WORK REQUEST — Please repeat the records below exactly, from the first line through the line containing "is left untouched.", and nothing more.

- - - - - - -

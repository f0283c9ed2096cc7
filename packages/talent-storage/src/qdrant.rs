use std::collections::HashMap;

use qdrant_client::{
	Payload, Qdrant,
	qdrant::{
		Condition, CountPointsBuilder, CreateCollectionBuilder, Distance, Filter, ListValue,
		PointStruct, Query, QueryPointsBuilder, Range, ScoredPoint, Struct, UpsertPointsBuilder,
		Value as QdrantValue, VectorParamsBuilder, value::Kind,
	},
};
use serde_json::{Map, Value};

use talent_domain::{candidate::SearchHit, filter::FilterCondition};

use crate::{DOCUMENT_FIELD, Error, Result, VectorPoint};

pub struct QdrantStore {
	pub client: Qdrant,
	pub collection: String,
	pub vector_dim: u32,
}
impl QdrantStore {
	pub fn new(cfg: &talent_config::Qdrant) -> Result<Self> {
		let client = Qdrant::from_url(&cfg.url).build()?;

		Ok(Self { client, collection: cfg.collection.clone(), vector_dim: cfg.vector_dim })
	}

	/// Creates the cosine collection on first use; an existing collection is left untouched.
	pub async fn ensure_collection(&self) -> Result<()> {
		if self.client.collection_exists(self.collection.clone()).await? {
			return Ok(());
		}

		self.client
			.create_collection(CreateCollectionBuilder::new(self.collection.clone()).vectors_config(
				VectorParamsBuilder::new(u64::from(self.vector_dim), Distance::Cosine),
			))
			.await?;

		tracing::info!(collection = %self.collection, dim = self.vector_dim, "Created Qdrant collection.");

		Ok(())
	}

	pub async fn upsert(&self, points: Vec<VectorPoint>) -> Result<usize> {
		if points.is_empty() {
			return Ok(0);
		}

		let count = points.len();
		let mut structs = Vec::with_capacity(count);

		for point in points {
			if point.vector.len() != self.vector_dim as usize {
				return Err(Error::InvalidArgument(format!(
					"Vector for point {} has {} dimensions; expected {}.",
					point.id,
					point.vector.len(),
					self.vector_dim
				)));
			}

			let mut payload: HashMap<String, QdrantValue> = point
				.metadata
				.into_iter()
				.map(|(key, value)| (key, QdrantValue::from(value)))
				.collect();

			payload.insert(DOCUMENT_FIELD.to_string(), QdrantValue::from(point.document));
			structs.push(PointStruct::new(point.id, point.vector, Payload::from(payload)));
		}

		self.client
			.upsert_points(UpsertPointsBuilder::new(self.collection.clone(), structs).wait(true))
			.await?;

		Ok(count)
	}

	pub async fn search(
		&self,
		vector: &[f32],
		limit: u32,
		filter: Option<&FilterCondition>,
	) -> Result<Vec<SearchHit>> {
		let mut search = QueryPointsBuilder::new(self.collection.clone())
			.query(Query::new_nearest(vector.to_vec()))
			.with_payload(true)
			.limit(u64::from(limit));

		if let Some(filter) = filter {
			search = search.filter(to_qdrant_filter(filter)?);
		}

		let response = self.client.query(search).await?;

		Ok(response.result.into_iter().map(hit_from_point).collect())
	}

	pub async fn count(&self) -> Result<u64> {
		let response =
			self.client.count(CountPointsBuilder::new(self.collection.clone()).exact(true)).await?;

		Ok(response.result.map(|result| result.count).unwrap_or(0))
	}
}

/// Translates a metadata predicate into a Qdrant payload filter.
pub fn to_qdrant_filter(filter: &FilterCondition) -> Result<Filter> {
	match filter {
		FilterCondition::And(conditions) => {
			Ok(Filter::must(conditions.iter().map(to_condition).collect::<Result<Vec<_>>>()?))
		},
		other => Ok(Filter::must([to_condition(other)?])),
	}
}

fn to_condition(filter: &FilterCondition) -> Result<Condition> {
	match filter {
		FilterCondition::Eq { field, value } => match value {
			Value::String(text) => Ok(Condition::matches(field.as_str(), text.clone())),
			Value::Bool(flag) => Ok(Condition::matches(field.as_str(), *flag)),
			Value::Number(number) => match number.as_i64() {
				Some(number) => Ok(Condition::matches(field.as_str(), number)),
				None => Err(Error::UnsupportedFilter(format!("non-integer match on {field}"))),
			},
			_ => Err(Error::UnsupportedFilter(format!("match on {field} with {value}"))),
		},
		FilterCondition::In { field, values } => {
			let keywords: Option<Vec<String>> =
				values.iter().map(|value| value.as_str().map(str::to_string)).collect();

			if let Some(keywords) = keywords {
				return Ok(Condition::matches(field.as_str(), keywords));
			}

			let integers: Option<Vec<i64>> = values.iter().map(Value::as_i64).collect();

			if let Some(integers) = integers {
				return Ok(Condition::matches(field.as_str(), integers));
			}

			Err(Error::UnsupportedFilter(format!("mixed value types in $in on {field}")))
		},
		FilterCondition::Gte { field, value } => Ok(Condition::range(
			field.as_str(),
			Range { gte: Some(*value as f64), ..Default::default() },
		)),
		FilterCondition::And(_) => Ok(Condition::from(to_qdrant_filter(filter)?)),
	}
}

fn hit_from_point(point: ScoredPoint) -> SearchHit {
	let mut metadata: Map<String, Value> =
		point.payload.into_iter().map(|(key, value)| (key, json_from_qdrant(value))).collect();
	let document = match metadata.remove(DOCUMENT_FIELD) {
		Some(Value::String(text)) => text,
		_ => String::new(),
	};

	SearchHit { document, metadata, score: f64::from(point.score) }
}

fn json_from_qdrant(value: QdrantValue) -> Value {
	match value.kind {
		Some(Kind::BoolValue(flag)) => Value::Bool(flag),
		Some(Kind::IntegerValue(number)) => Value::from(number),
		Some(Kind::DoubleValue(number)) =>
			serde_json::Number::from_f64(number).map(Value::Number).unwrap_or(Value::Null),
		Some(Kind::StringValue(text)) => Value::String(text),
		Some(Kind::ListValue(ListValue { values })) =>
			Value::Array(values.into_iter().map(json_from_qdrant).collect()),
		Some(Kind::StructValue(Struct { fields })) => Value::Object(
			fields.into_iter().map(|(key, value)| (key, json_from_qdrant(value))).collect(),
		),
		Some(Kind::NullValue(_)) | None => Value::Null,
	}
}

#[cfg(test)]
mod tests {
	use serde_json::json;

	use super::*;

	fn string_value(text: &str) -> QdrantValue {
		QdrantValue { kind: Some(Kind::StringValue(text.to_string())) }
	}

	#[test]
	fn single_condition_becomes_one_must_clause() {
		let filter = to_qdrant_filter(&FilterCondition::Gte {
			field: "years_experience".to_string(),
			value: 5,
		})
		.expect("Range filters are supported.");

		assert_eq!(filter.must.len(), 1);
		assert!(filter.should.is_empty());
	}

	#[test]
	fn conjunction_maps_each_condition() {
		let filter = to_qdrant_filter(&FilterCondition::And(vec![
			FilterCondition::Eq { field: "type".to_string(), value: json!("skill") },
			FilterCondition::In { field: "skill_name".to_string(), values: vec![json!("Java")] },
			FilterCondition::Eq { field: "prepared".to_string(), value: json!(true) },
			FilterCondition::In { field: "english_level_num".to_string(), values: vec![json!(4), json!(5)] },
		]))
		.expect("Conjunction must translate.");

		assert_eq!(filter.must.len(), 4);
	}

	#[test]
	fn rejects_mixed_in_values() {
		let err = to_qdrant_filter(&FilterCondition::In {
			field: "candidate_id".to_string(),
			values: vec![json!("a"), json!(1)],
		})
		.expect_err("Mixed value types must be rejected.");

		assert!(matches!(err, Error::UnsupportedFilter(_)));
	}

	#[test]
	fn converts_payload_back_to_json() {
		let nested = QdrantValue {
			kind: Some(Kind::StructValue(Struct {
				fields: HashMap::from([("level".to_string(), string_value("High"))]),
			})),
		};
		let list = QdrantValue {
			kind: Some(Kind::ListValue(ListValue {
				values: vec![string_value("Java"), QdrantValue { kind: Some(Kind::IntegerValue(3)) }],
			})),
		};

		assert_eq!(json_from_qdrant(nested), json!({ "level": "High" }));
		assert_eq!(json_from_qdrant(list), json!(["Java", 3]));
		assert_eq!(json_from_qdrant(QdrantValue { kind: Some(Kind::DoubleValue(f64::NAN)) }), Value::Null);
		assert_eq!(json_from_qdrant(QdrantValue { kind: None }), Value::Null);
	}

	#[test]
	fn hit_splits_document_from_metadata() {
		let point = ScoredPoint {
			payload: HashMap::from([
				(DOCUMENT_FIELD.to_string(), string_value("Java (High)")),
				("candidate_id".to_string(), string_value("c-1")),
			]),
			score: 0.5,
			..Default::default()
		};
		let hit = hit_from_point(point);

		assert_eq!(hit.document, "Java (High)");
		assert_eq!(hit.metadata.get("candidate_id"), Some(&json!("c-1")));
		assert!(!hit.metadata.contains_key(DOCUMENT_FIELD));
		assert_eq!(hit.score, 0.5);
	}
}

- - - - - - -

ANSWER AREA —
repository f0283c9ed2096cc7
filename packages/talent-storage/src/qdrant.rs
use std::collections::HashMap;

use qdrant_client::{
	Payload, Qdrant,
	qdrant::{
		Condition, CountPointsBuilder, CreateCollectionBuilder, Distance, Filter, ListValue,
		PointStruct, Query, QueryPointsBuilder, Range, ScoredPoint, Struct, UpsertPointsBuilder,
		Value as QdrantValue, VectorParamsBuilder, value::Kind,
	},
};
use serde_json::{Map, Value};

use talent_domain::{candidate::SearchHit, filter::FilterCondition};

use crate::{DOCUMENT_FIELD, Error, Result, VectorPoint};

pub struct QdrantStore {
	pub client: Qdrant,
	pub collection: String,
	pub vector_dim: u32,
}
impl QdrantStore {
	pub fn new(cfg: &talent_config::Qdrant) -> Result<Self> {
		let client = Qdrant::from_url(&cfg.url).build()?;

		Ok(Self { client, collection: cfg.collection.clone(), vector_dim: cfg.vector_dim })
	}

	/// Creates the cosine collection on first use; an existing collection is left untouched.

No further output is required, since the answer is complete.